Disturbi del sè e dell’autostima

In questo ambito trovano spazio tutta una serie di disagi legati all’immagine di sé  e all’autostima.

Questi disagi costituiscono una tematica che ci influenza molto nel modo di vivere le esperienze quotidiane. È fondamentale, infatti, avere un’idea abbastanza positiva di sé; perché solo se ci sentiamo sufficientemente sicuri di noi stessi possiamo affrontare le difficoltà senza sentirci annientati.

Ognuno di noi partecipa alla vita lavorativa, familiare, relazionale e di coppia, portando un bagaglio con sé. Esso contiene una definizione di sé, costituita dall’insieme delle rappresentazioni, sentimenti, idee, aspettative, che riguardano a nostra stessa persona. In questo “fagotto” troviamo idee su quanto riteniamo di valere, su come gli altri ci considerano; sentimenti riguardo a noi stessi, come per esempio, quanto siamo soddisfatti o contenti di essere come siamo, di vestire i  panni della persona che siamo.

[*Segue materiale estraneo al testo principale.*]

use std::collections::BTreeMap;

use super::stages::{dim_conference_stage, dim_division_stage, dim_team_stage, fact_game_stage};
use super::Stage;
use crate::constants::{
    DIM_CONFERENCE_ENTITY, DIM_DIVISION_ENTITY, DIM_TEAM_ENTITY, FACT_GAME_ENTITY,
};
use crate::error::{EtlError, Result};

pub type StageFactory = fn() -> Box<dyn Stage>;

/// Registry of transform stages by name
pub struct StageRegistry {
    factories: BTreeMap<String, StageFactory>,
}

impl Default for StageRegistry {
    fn default() -> Self {
        Self::new()
    }
}

impl StageRegistry {
    /// Create a registry with every built-in stage
    pub fn new() -> Self {
        let mut registry = Self {
            factories: BTreeMap::new(),
        };
        registry.register(DIM_TEAM_ENTITY, || Box::new(dim_team_stage()));
        registry.register(DIM_DIVISION_ENTITY, || Box::new(dim_division_stage()));
        registry.register(DIM_CONFERENCE_ENTITY, || Box::new(dim_conference_stage()));
        registry.register(FACT_GAME_ENTITY, || Box::new(fact_game_stage()));
        registry
    }

    pub fn register(&mut self, name: &str, factory: StageFactory) {
        self.factories.insert(name.to_string(), factory);
    }

    /// Builds a fresh stage; set-backed stages carry state, so instances are not reused
    pub fn build(&self, name: &str) -> Result<Box<dyn Stage>> {
        self.factories
            .get(name)
            .map(|factory| factory())
            .ok_or_else(|| EtlError::UnknownStage(name.to_string()))
    }

    pub fn list_stages(&self) -> Vec<&str> {
        self.factories.keys().map(|k| k.as_str()).collect()
    }
}
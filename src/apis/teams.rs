use serde_json::Value;
use std::io::Write;
use std::time::Duration;
use tracing::{info, instrument, warn};

use crate::app::ports::HttpClientPort;
use crate::config::TeamsConfig;
use crate::constants::TEAM_FACTS_ENTITY;
use crate::error::{EtlError, Result};
use crate::protocol::{make_header, StreamWriter};
use crate::types::Record;

/// Pulls the team collection from the stats API, one record per team.
pub struct TeamFactsExtractor<H> {
    http: H,
    endpoint_url: String,
    payload_key: String,
    timeout: Duration,
}

impl<H: HttpClientPort> TeamFactsExtractor<H> {
    pub fn new(http: H, config: &TeamsConfig) -> Self {
        Self {
            http,
            endpoint_url: config.endpoint_url.clone(),
            payload_key: config.payload_key.clone(),
            timeout: config.timeout(),
        }
    }

    #[instrument(skip(self), fields(url = %self.endpoint_url))]
    pub fn extract(&self) -> Result<Vec<Record>> {
        let body = super::fetch_text(&self.http, &self.endpoint_url, self.timeout)?;
        let payload: Value = serde_json::from_str(&body)?;
        let records = team_facts(payload, &self.payload_key)?;
        info!("Fetched {} team facts", records.len());
        Ok(records)
    }
}

/// Takes the array under `payload_key`; non-object elements are skipped.
pub fn team_facts(payload: Value, payload_key: &str) -> Result<Vec<Record>> {
    let missing = || EtlError::MissingPayload {
        key: payload_key.to_string(),
    };
    let Value::Object(mut root) = payload else {
        return Err(missing());
    };
    let Some(Value::Array(elements)) = root.remove(payload_key) else {
        return Err(missing());
    };

    let mut records = Vec::with_capacity(elements.len());
    for (index, element) in elements.into_iter().enumerate() {
        match element {
            Value::Object(record) => records.push(record),
            other => warn!(index, kind = %json_kind(&other), "skipping non-object team element"),
        }
    }
    Ok(records)
}

/// Union of top-level keys in first-seen order
pub fn team_fact_fields(records: &[Record]) -> Vec<String> {
    let mut fields: Vec<String> = Vec::new();
    for record in records {
        for key in record.keys() {
            if !fields.iter().any(|f| f == key) {
                fields.push(key.clone());
            }
        }
    }
    fields
}

pub fn write_stream<W: Write>(records: &[Record], output: W) -> Result<usize> {
    let mut writer = StreamWriter::new(output);
    writer.write_header(&make_header(TEAM_FACTS_ENTITY, team_fact_fields(records)))?;
    for record in records {
        writer.write_record(record)?;
    }
    writer.flush()?;
    Ok(writer.records_written())
}

fn json_kind(value: &Value) -> &'static str {
    match value {
        Value::Null => "null",
        Value::Bool(_) => "bool",
        Value::Number(_) => "number",
        Value::String(_) => "string",
        Value::Array(_) => "array",
        Value::Object(_) => "object",
    }
}
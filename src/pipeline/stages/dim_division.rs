use crate::constants::DIM_DIVISION_ENTITY;
use crate::pipeline::stages::DistinctStage;

pub fn dim_division_stage() -> DistinctStage {
    DistinctStage::new(DIM_DIVISION_ENTITY, "division.name", "name")
}
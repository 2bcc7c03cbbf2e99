//! Declarative projection of an upstream record onto a canonical entity.

use chrono::NaiveDate;
use serde_json::Value;

use crate::error::{EtlError, Result};
use crate::transliterate::latinize;
use crate::types::Record;

/// Gamelog dates look like `Oct 1 '17`
const GAME_DATE_FORMAT: &str = "%b %d '%y";

/// Value conversion applied while projecting a field.
///
/// Missing source values and JSON nulls project to null under every variant.
#[derive(Debug, Clone, Copy, PartialEq, Eq)]
pub enum Normalizer {
    Identity,
    /// Transliterates non-Latin text; non-string values pass through
    Latinize,
    /// Integers or numeric strings; an empty string counts as missing
    Integer,
    /// Gamelog date to ISO-8601 midnight, e.g. `2017-10-01T00:00:00`
    GameDate,
}

impl Normalizer {
    pub fn apply(self, field: &str, value: Option<&Value>) -> Result<Value> {
        let value = match value {
            None | Some(Value::Null) => return Ok(Value::Null),
            Some(value) => value,
        };

        match self {
            Normalizer::Identity => Ok(value.clone()),
            Normalizer::Latinize => Ok(match value {
                Value::String(s) => Value::String(latinize(s).into_owned()),
                other => other.clone(),
            }),
            Normalizer::Integer => to_integer(field, value),
            Normalizer::GameDate => to_game_date(field, value),
        }
    }
}

fn invalid(field: &str, value: &Value, reason: impl Into<String>) -> EtlError {
    EtlError::InvalidValue {
        field: field.to_string(),
        value: value.to_string(),
        reason: reason.into(),
    }
}

fn to_integer(field: &str, value: &Value) -> Result<Value> {
    match value {
        Value::Number(n) if n.is_i64() || n.is_u64() => Ok(value.clone()),
        Value::String(s) if s.trim().is_empty() => Ok(Value::Null),
        Value::String(s) => s
            .trim()
            .parse::<i64>()
            .map(Value::from)
            .map_err(|e| invalid(field, value, e.to_string())),
        _ => Err(invalid(field, value, "expected an integer")),
    }
}

fn to_game_date(field: &str, value: &Value) -> Result<Value> {
    let Value::String(s) = value else {
        return Err(invalid(field, value, "expected a date string"));
    };
    let date = NaiveDate::parse_from_str(s.trim(), GAME_DATE_FORMAT)
        .map_err(|e| invalid(field, value, e.to_string()))?;
    let midnight = date
        .and_hms_opt(0, 0, 0)
        .ok_or_else(|| invalid(field, value, "date has no midnight"))?;
    Ok(Value::String(midnight.format("%Y-%m-%dT%H:%M:%S").to_string()))
}

/// One row of a mapping table: where a value comes from and where it lands.
#[derive(Debug, Clone, Copy, PartialEq, Eq)]
pub struct FieldMapping {
    /// Dotted path into the input record, e.g. `division.name`
    pub source: &'static str,
    pub target: &'static str,
    pub normalizer: Normalizer,
}

impl FieldMapping {
    pub const fn new(source: &'static str, target: &'static str) -> Self {
        Self {
            source,
            target,
            normalizer: Normalizer::Identity,
        }
    }

    pub const fn with(self, normalizer: Normalizer) -> Self {
        Self { normalizer, ..self }
    }
}

/// Resolves a dotted path through nested objects.
pub fn lookup<'a>(record: &'a Record, path: &str) -> Option<&'a Value> {
    let mut parts = path.split('.');
    let mut current = record.get(parts.next()?)?;
    for part in parts {
        current = current.as_object()?.get(part)?;
    }
    Some(current)
}

/// Builds the target record in mapping order.
pub fn project(record: &Record, mappings: &[FieldMapping]) -> Result<Record> {
    mappings
        .iter()
        .map(|m| {
            let value = m.normalizer.apply(m.target, lookup(record, m.source))?;
            Ok((m.target.to_string(), value))
        })
        .collect()
}

/// Target field names in mapping order
pub fn target_fields(mappings: &[FieldMapping]) -> Vec<String> {
    mappings.iter().map(|m| m.target.to_string()).collect()
}

#[cfg(test)]
mod tests {
    use super::*;
    use serde_json::json;

    fn record(value: Value) -> Record {
        value.as_object().cloned().unwrap()
    }

    #[test]
    fn lookup_follows_nested_objects() {
        let rec = record(json!({"division": {"name": "Atlantic"}, "id": 6}));
        assert_eq!(lookup(&rec, "division.name"), Some(&json!("Atlantic")));
        assert_eq!(lookup(&rec, "id"), Some(&json!(6)));
        assert_eq!(lookup(&rec, "id.name"), None);
        assert_eq!(lookup(&rec, "conference.name"), None);
    }

    #[test]
    fn integer_accepts_numbers_and_numeric_strings() {
        assert_eq!(Normalizer::Integer.apply("gf", Some(&json!("3"))).unwrap(), json!(3));
        assert_eq!(Normalizer::Integer.apply("gf", Some(&json!(" 12 "))).unwrap(), json!(12));
        assert_eq!(Normalizer::Integer.apply("gf", Some(&json!(1917))).unwrap(), json!(1917));
        assert_eq!(Normalizer::Integer.apply("gf", Some(&json!(""))).unwrap(), Value::Null);
        assert_eq!(Normalizer::Integer.apply("gf", None).unwrap(), Value::Null);
    }

    #[test]
    fn integer_rejects_garbage() {
        let err = Normalizer::Integer.apply("gf", Some(&json!("three"))).unwrap_err();
        assert!(matches!(err, EtlError::InvalidValue { ref field, .. } if field == "gf"));
        assert!(Normalizer::Integer.apply("gf", Some(&json!(2.5))).is_err());
    }

    #[test]
    fn game_date_becomes_iso_midnight() {
        assert_eq!(
            Normalizer::GameDate.apply("date", Some(&json!("Oct 1 '17"))).unwrap(),
            json!("2017-10-01T00:00:00")
        );
        assert_eq!(
            Normalizer::GameDate.apply("date", Some(&json!("Apr 07 '18"))).unwrap(),
            json!("2018-04-07T00:00:00")
        );
        assert!(Normalizer::GameDate.apply("date", Some(&json!("yesterday"))).is_err());
    }

    #[test]
    fn latinize_only_touches_strings() {
        assert_eq!(Normalizer::Latinize.apply("n", Some(&json!("Дата"))).unwrap(), json!("Data"));
        assert_eq!(Normalizer::Latinize.apply("n", Some(&json!(5))).unwrap(), json!(5));
    }

    #[test]
    fn project_keeps_mapping_order_and_nulls_missing() {
        const MAPPINGS: &[FieldMapping] = &[
            FieldMapping::new("b", "second"),
            FieldMapping::new("a.x", "first").with(Normalizer::Integer),
            FieldMapping::new("missing", "third"),
        ];
        let rec = record(json!({"a": {"x": "7"}, "b": "bee"}));
        let projected = project(&rec, MAPPINGS).unwrap();

        let keys: Vec<&String> = projected.keys().collect();
        assert_eq!(keys, ["second", "first", "third"]);
        assert_eq!(projected["first"], json!(7));
        assert_eq!(projected["third"], Value::Null);
        assert_eq!(target_fields(MAPPINGS), vec!["second", "first", "third"]);
    }
}
pub mod http_client;
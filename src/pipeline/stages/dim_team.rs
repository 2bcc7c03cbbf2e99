use crate::constants::DIM_TEAM_ENTITY;
use crate::pipeline::mapping::{FieldMapping, Normalizer};
use crate::pipeline::stages::ProjectionStage;

/// Team facts (stats API team objects) onto `dim_team`.
pub const DIM_TEAM_MAPPINGS: &[FieldMapping] = &[
    FieldMapping::new("name", "full_name").with(Normalizer::Latinize),
    FieldMapping::new("shortName", "short_name").with(Normalizer::Latinize),
    FieldMapping::new("abbreviation", "abbreviation").with(Normalizer::Latinize),
    FieldMapping::new("locationName", "location").with(Normalizer::Latinize),
    FieldMapping::new("division.name", "division"),
    FieldMapping::new("conference.name", "conference"),
    FieldMapping::new("firstYearOfPlay", "first_year_of_play").with(Normalizer::Integer),
    FieldMapping::new("teamName", "team_name").with(Normalizer::Latinize),
];

pub fn dim_team_stage() -> ProjectionStage {
    ProjectionStage::new(DIM_TEAM_ENTITY, DIM_TEAM_MAPPINGS)
}
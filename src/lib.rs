pub mod apis;
pub mod config;
pub mod constants;
pub mod error;
pub mod logging;
pub mod pipeline;
pub mod protocol;
pub mod sink;
pub mod transliterate;
pub mod types;

// Ports and their adapters
pub mod app;
pub mod infra;
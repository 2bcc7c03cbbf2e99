use serde::Deserialize;
use std::fs;
use std::path::Path;
use std::time::Duration;
use tracing::debug;

use crate::constants::{
    DEFAULT_CONFIG_FILE, DEFAULT_GAMELOG_ENDPOINT, DEFAULT_TEAMS_ENDPOINT,
    DEFAULT_TEAMS_PAYLOAD_KEY, DEFAULT_TIMEOUT_SECONDS, GAMELOG_ENDPOINT_ENV, REQUEST_TIMEOUT_ENV,
    TEAMS_ENDPOINT_ENV,
};
use crate::error::{EtlError, Result};

#[derive(Debug, Clone, Default, Deserialize, PartialEq, Eq)]
#[serde(default)]
pub struct Config {
    pub gamelog: GamelogConfig,
    pub teams: TeamsConfig,
    pub logging: LoggingConfig,
}

#[derive(Debug, Clone, Deserialize, PartialEq, Eq)]
#[serde(default)]
pub struct GamelogConfig {
    /// URL template with `{team_name}`, `{years}` and `{game_type}` placeholders
    pub endpoint_template: String,
    pub timeout_seconds: u64,
}

impl Default for GamelogConfig {
    fn default() -> Self {
        Self {
            endpoint_template: DEFAULT_GAMELOG_ENDPOINT.to_string(),
            timeout_seconds: DEFAULT_TIMEOUT_SECONDS,
        }
    }
}

impl GamelogConfig {
    pub fn timeout(&self) -> Duration {
        Duration::from_secs(self.timeout_seconds)
    }
}

#[derive(Debug, Clone, Deserialize, PartialEq, Eq)]
#[serde(default)]
pub struct TeamsConfig {
    pub endpoint_url: String,
    pub timeout_seconds: u64,
    pub payload_key: String,
}

impl Default for TeamsConfig {
    fn default() -> Self {
        Self {
            endpoint_url: DEFAULT_TEAMS_ENDPOINT.to_string(),
            timeout_seconds: DEFAULT_TIMEOUT_SECONDS,
            payload_key: DEFAULT_TEAMS_PAYLOAD_KEY.to_string(),
        }
    }
}

impl TeamsConfig {
    pub fn timeout(&self) -> Duration {
        Duration::from_secs(self.timeout_seconds)
    }
}

#[derive(Debug, Clone, Default, Deserialize, PartialEq, Eq)]
#[serde(default)]
pub struct LoggingConfig {
    /// Replaces the built-in filter when `RUST_LOG` is unset
    pub filter: Option<String>,
    /// Directory for daily-rotated JSON log files; console only when unset
    pub log_dir: Option<String>,
}

impl Config {
    /// Loads defaults, then the TOML file, then environment overrides.
    ///
    /// An explicit `path` must exist. Without one, `nhl_etl.toml` in the working
    /// directory is used if present.
    pub fn load(path: Option<&Path>) -> Result<Self> {
        let mut config = match path {
            Some(path) => Self::from_file(path)?,
            None if Path::new(DEFAULT_CONFIG_FILE).exists() => {
                Self::from_file(Path::new(DEFAULT_CONFIG_FILE))?
            }
            None => Self::default(),
        };
        config.apply_env(|key| std::env::var(key).ok())?;
        config.validate()?;
        Ok(config)
    }

    pub fn from_file(path: &Path) -> Result<Self> {
        let content = fs::read_to_string(path).map_err(|e| {
            EtlError::Config(format!(
                "Failed to read config file '{}': {}",
                path.display(),
                e
            ))
        })?;
        debug!("loaded config file {}", path.display());
        Ok(toml::from_str(&content)?)
    }

    /// Applies environment overrides through `lookup` so tests need not touch the process env.
    pub fn apply_env<F>(&mut self, lookup: F) -> Result<()>
    where
        F: Fn(&str) -> Option<String>,
    {
        if let Some(url) = lookup(GAMELOG_ENDPOINT_ENV) {
            self.gamelog.endpoint_template = url;
        }
        if let Some(url) = lookup(TEAMS_ENDPOINT_ENV) {
            self.teams.endpoint_url = url;
        }
        if let Some(raw) = lookup(REQUEST_TIMEOUT_ENV) {
            let seconds: u64 = raw.trim().parse().map_err(|_| {
                EtlError::Config(format!("{REQUEST_TIMEOUT_ENV} must be a whole number of seconds, got '{raw}'"))
            })?;
            self.gamelog.timeout_seconds = seconds;
            self.teams.timeout_seconds = seconds;
        }
        Ok(())
    }

    pub fn validate(&self) -> Result<()> {
        if self.gamelog.timeout_seconds == 0 || self.teams.timeout_seconds == 0 {
            return Err(EtlError::Config("timeout_seconds must be greater than zero".into()));
        }
        if self.teams.payload_key.is_empty() {
            return Err(EtlError::Config("teams.payload_key must not be empty".into()));
        }
        Ok(())
    }
}

#[cfg(test)]
mod tests {
    use super::*;
    use std::collections::HashMap;
    use std::io::Write;
    use tempfile::NamedTempFile;

    #[test]
    fn defaults_point_at_gamelog_page() {
        let config = Config::default();
        assert!(config.gamelog.endpoint_template.contains("{team_name}"));
        assert!(config.gamelog.endpoint_template.contains("{years}"));
        assert!(config.gamelog.endpoint_template.contains("{game_type}"));
        assert_eq!(config.gamelog.timeout(), Duration::from_secs(10));
        assert_eq!(config.teams.payload_key, "teams");
    }

    #[test]
    fn partial_file_keeps_remaining_defaults() {
        let mut file = NamedTempFile::new().unwrap();
        writeln!(
            file,
            "[gamelog]\ntimeout_seconds = 3\n\n[logging]\nlog_dir = \"logs\""
        )
        .unwrap();

        let config = Config::from_file(file.path()).unwrap();
        assert_eq!(config.gamelog.timeout_seconds, 3);
        assert_eq!(config.gamelog.endpoint_template, DEFAULT_GAMELOG_ENDPOINT);
        assert_eq!(config.logging.log_dir.as_deref(), Some("logs"));
        assert_eq!(config.teams, TeamsConfig::default());
    }

    #[test]
    fn missing_explicit_file_is_a_config_error() {
        let err = Config::load(Some(Path::new("/definitely/not/here.toml"))).unwrap_err();
        assert!(matches!(err, EtlError::Config(_)));
    }

    #[test]
    fn env_overrides_apply_to_both_extractors() {
        let env: HashMap<&str, &str> = [
            (GAMELOG_ENDPOINT_ENV, "http://localhost/{team_name}/{years}/{game_type}"),
            (REQUEST_TIMEOUT_ENV, "25"),
        ]
        .into_iter()
        .collect();

        let mut config = Config::default();
        config
            .apply_env(|key| env.get(key).map(|v| v.to_string()))
            .unwrap();

        assert_eq!(
            config.gamelog.endpoint_template,
            "http://localhost/{team_name}/{years}/{game_type}"
        );
        assert_eq!(config.gamelog.timeout_seconds, 25);
        assert_eq!(config.teams.timeout_seconds, 25);
        assert_eq!(config.teams.endpoint_url, DEFAULT_TEAMS_ENDPOINT);
    }

    #[test]
    fn non_numeric_timeout_env_is_rejected() {
        let mut config = Config::default();
        let err = config
            .apply_env(|key| (key == REQUEST_TIMEOUT_ENV).then(|| "soon".to_string()))
            .unwrap_err();
        assert!(matches!(err, EtlError::Config(_)));
    }

    #[test]
    fn zero_timeout_fails_validation() {
        let mut config = Config::default();
        config.teams.timeout_seconds = 0;
        assert!(config.validate().is_err());
    }
}
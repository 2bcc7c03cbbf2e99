use nhl_etl::apis::gamelog::{game_facts, write_stream, GamelogQuery};
use nhl_etl::pipeline::{run_stage, StageRegistry};
use nhl_etl::protocol::{HeaderMessage, StreamReader};
use nhl_etl::sink::write_csv;
use nhl_etl::types::Record;
use serde_json::json;
use std::collections::HashSet;
use std::io::Cursor;

const TEAM_FACTS: &str = include_str!("resources/team_facts.ndjson");
const PAGE: &str = include_str!("resources/gamelog_2017_18_regular.html");

fn run_named(stage: &str, input: &str) -> String {
    let mut stage = StageRegistry::new().build(stage).unwrap();
    let mut out = Vec::new();
    run_stage(stage.as_mut(), Cursor::new(input), &mut out).unwrap();
    String::from_utf8(out).unwrap()
}

fn read_stream(text: &str) -> (HeaderMessage, Vec<Record>) {
    let mut reader = StreamReader::new(Cursor::new(text.to_string()));
    let header = reader.header().unwrap().cloned().expect("stage output starts with a header");
    let records = reader.collect::<Result<Vec<_>, _>>().unwrap();
    (header, records)
}

#[test]
fn division_stage_emits_each_division_once() {
    let (header, records) = read_stream(&run_named("dim_division", TEAM_FACTS));

    assert_eq!(header.name, "dim_division");
    assert_eq!(header.fields, vec!["name"]);
    let names: Vec<&str> = records.iter().map(|r| r["name"].as_str().unwrap()).collect();
    assert_eq!(names.len(), 3);
    let distinct: HashSet<&str> = names.iter().copied().collect();
    assert_eq!(distinct, HashSet::from(["Metropolitan", "Atlantic", "Central"]));
}

#[test]
fn dedup_is_independent_of_input_order() {
    let reversed: String = TEAM_FACTS.lines().rev().map(|l| format!("{l}\n")).collect();
    assert_eq!(
        run_named("dim_conference", TEAM_FACTS),
        run_named("dim_conference", &reversed)
    );
    let (_, records) = read_stream(&run_named("dim_conference", &reversed));
    assert_eq!(records.len(), 2);
}

#[test]
fn dim_team_records_carry_exactly_the_header_fields() {
    let (header, records) = read_stream(&run_named("dim_team", TEAM_FACTS));
    assert_eq!(records.len(), 5);
    for record in &records {
        let keys: Vec<&String> = record.keys().collect();
        assert_eq!(keys, header.fields.iter().collect::<Vec<_>>());
    }
    assert_eq!(records[1]["full_name"], json!("Boston Bruins"));
    assert_eq!(records[1]["first_year_of_play"], json!(1924));
}

#[test]
fn gamelog_to_fact_game_to_csv() {
    let query = GamelogQuery::new("bruins", 2017, 18, "regular").unwrap();
    let mut gamelog = Vec::new();
    write_stream(game_facts(PAGE, &query).unwrap(), &mut gamelog).unwrap();

    let fact_game = run_named("fact_game", &String::from_utf8(gamelog).unwrap());

    let mut csv = Vec::new();
    let rows = write_csv(Cursor::new(fact_game), &mut csv).unwrap();
    assert_eq!(rows, 3);

    let csv = String::from_utf8(csv).unwrap();
    let lines: Vec<&str> = csv.lines().collect();
    assert_eq!(lines[0], "date,hr,dec,os,opp,gf,ga,ppg,pp opp,ppga,ts,shga,sf,sa");
    assert_eq!(lines[1], "2017-10-05T00:00:00,H,W,,NSH,4,3,1,3,0,2,0,33,29");
    assert_eq!(lines[2], "2017-10-07T00:00:00,R,L,OT,COL,4,5,2,4,1,3,0,30,38");
}
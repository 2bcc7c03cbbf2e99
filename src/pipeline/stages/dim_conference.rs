use crate::constants::DIM_CONFERENCE_ENTITY;
use crate::pipeline::stages::DistinctStage;

pub fn dim_conference_stage() -> DistinctStage {
    DistinctStage::new(DIM_CONFERENCE_ENTITY, "conference.name", "name")
}
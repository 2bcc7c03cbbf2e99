use std::fs;
use tracing_appender::non_blocking::WorkerGuard;
use tracing_subscriber::{fmt, prelude::*, EnvFilter};

use crate::config::LoggingConfig;

const DEFAULT_FILTER: &str = "nhl_etl=info,warn";

/// Initializes console logging on stderr, plus a JSON file layer when `log_dir` is set.
///
/// stdout is the record channel, so nothing here may write to it. The returned
/// guard flushes the file writer on drop and must be held for the process lifetime.
pub fn init_logging(config: &LoggingConfig) -> Option<WorkerGuard> {
    let env_filter = EnvFilter::try_from_default_env().unwrap_or_else(|_| {
        EnvFilter::new(config.filter.as_deref().unwrap_or(DEFAULT_FILTER))
    });

    let console_layer = fmt::layer()
        .with_target(true)
        .with_writer(std::io::stderr);

    let (file_layer, guard) = match config.log_dir.as_deref() {
        Some(dir) => {
            // Ensure logs directory exists
            let _ = fs::create_dir_all(dir);
            let file_appender = tracing_appender::rolling::daily(dir, "nhl_etl.log");
            let (non_blocking_writer, guard) = tracing_appender::non_blocking(file_appender);
            let layer = fmt::layer().json().with_writer(non_blocking_writer);
            (Some(layer), Some(guard))
        }
        None => (None, None),
    };

    tracing_subscriber::registry()
        .with(env_filter)
        .with(file_layer)
        .with(console_layer)
        .init();

    guard
}
pub mod driver;
pub mod mapping;
pub mod registry;
pub mod stages;

pub use driver::{run_stage, StageSummary};
pub use registry::StageRegistry;

use crate::error::Result;
use crate::protocol::{make_header, HeaderMessage};
use crate::types::Record;

/// What a stage did with one input record
#[derive(Debug, Clone, PartialEq)]
pub enum Accepted {
    /// Write this record downstream now
    Emit(Record),
    /// Held until end of input
    Buffered,
    /// Dropped; the stage has already logged why
    Skipped,
}

/// One transformation step between an input and an output record stream.
pub trait Stage {
    /// Entity name written in the output header
    fn entity(&self) -> &str;

    /// Every key the stage's output records may carry, in column order
    fn fields(&self) -> Vec<String>;

    fn accept(&mut self, record: Record) -> Result<Accepted>;

    /// Called once input is exhausted; returns anything still buffered
    fn finish(&mut self) -> Result<Vec<Record>> {
        Ok(Vec::new())
    }

    fn header(&self) -> HeaderMessage {
        make_header(self.entity(), self.fields())
    }
}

È molto importante che questo insieme di rappresentazioni e sentimenti che ci definiscono siano equilibrati. Perché solo con una rappresentazione equilibrata di noi stessi possiamo affrontare i compiti della vita e le relazioni con sufficiente  consapevolezza delle nostre capacità e dei nostri limiti. Avere, cioè, un’idea abbastanza precisa di quelle che sono le nostre vocazioni e di quali ambiti, invece, non fanno per noi.

Non possedere un sé equilibrato, cioè un narcisismo sano, significa non trovarsi nella condizione migliore per affrontare la vita. Per vivere adeguatamente una relazione o svolgere con successo un compito, è fondamentale avere la consapevolezza di potere incidere nel mondo. È necessario possedere la fiducia di poter trasformare le cose; sentire un apprezzamento di base per quello che siamo e facciamo.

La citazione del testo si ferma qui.